Un cumpleaños sin fiesta. Hace 40 años, el “Proceso” recordaba su irrupción en el poder con una misa en la catedral castrense. La sociedad argentina vivió con indiferencia ese triste aniversario, entusiasmada con la recuperación de la democracia.

Por Germán Ferrari*

 

 

Entre 1977 y 1982, la última dictadura cívico-militar recordó el aniversario de su irrupción en el poder con un acto oficial, una misa y un mensaje para la sociedad argentina. Pero el último cumpleaños del régimen fue distinto y el diario Buenos Aires Herald, uno de los pocos medios de comunicación que se atrevió a interpelar a las Juntas castrenses, marcó esa particularidad: “El régimen militar ha hecho gala de sorprendente ingenio en la proyección de un modo apropiado de celebrar el séptimo aniversario, hoy, del ‘proceso’. En lugar de lanzar una proclama que hubiera caído en el ridículo, organizar un gran desfile militar o aburrir al pueblo con largos discursos y ceremonias, decidió resumirlo todo en un acto sencillo y nada costoso que se constituyera en símbolo de su naturaleza del modo más adecuado posible, y secuestró la edición de hoy de [la revista] La Semana”.

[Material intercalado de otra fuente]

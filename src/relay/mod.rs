//! Live fragment relay
//!
//! Connects to a backend's MSE WebSocket endpoint for one camera stream,
//! negotiates codecs, and appends every binary fragment to a growing byte
//! sink that playback opens by path.
//!
//! # Lifecycle
//!
//! ```text
//!  start() ──► Connecting ──► Negotiating ──► Streaming ──► Closed
//!                  ▲                              │
//!                  │        "stream not found"    │
//!                  └─────────── Retrying ◄────────┘
//!                        (cam_main <-> cam, once)
//! ```
//!
//! Startup is supervised by a watchdog: no binary data within
//! `first_fragment_timeout` of `start()` fails the relay with
//! [`Error::Timeout`](crate::Error::Timeout).

pub mod config;
pub mod control;
pub mod live;
pub mod naming;
pub mod sink;
pub mod state;

pub use config::RelayConfig;
pub use control::{Control, ControlMessage, DEFAULT_CODECS};
pub use live::LiveRelay;
pub use naming::fallback_stream_name;
pub use sink::ByteSink;
pub use state::{RelayEvent, RelayPhase, RelayStatus};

La nota de tapa principal del semanario anunciaba una entrevista a la sobrina del general Llamil Reston: “Yo soy modelo y mi tío es el ministro del Interior”. Eso no les molestó a los jerarcas militares, pero sí la publicación de una investigación sobre el capitán de corbeta Alfredo Astiz –ya conocido por haberse rendido un año antes en el desembarco en las islas Georgias del Sur durante la guerra de Malvinas–, de quien empezaba a saberse su participación en las desapariciones de la estudiante sueca Dagmar Hagelin y las monjas francesas Alice Domon y Léonie Duquet.

 

Para el Herald, la dictadura demostraba una vez más “su desdén por los procedimientos legales apropiados, por la libertad de prensa, a la par que su temor porque se ventile la ‘guerra sucia’, su intolerancia del disenso y sus arbitrarias reacciones contra cualquier persona o cosa que le moleste”.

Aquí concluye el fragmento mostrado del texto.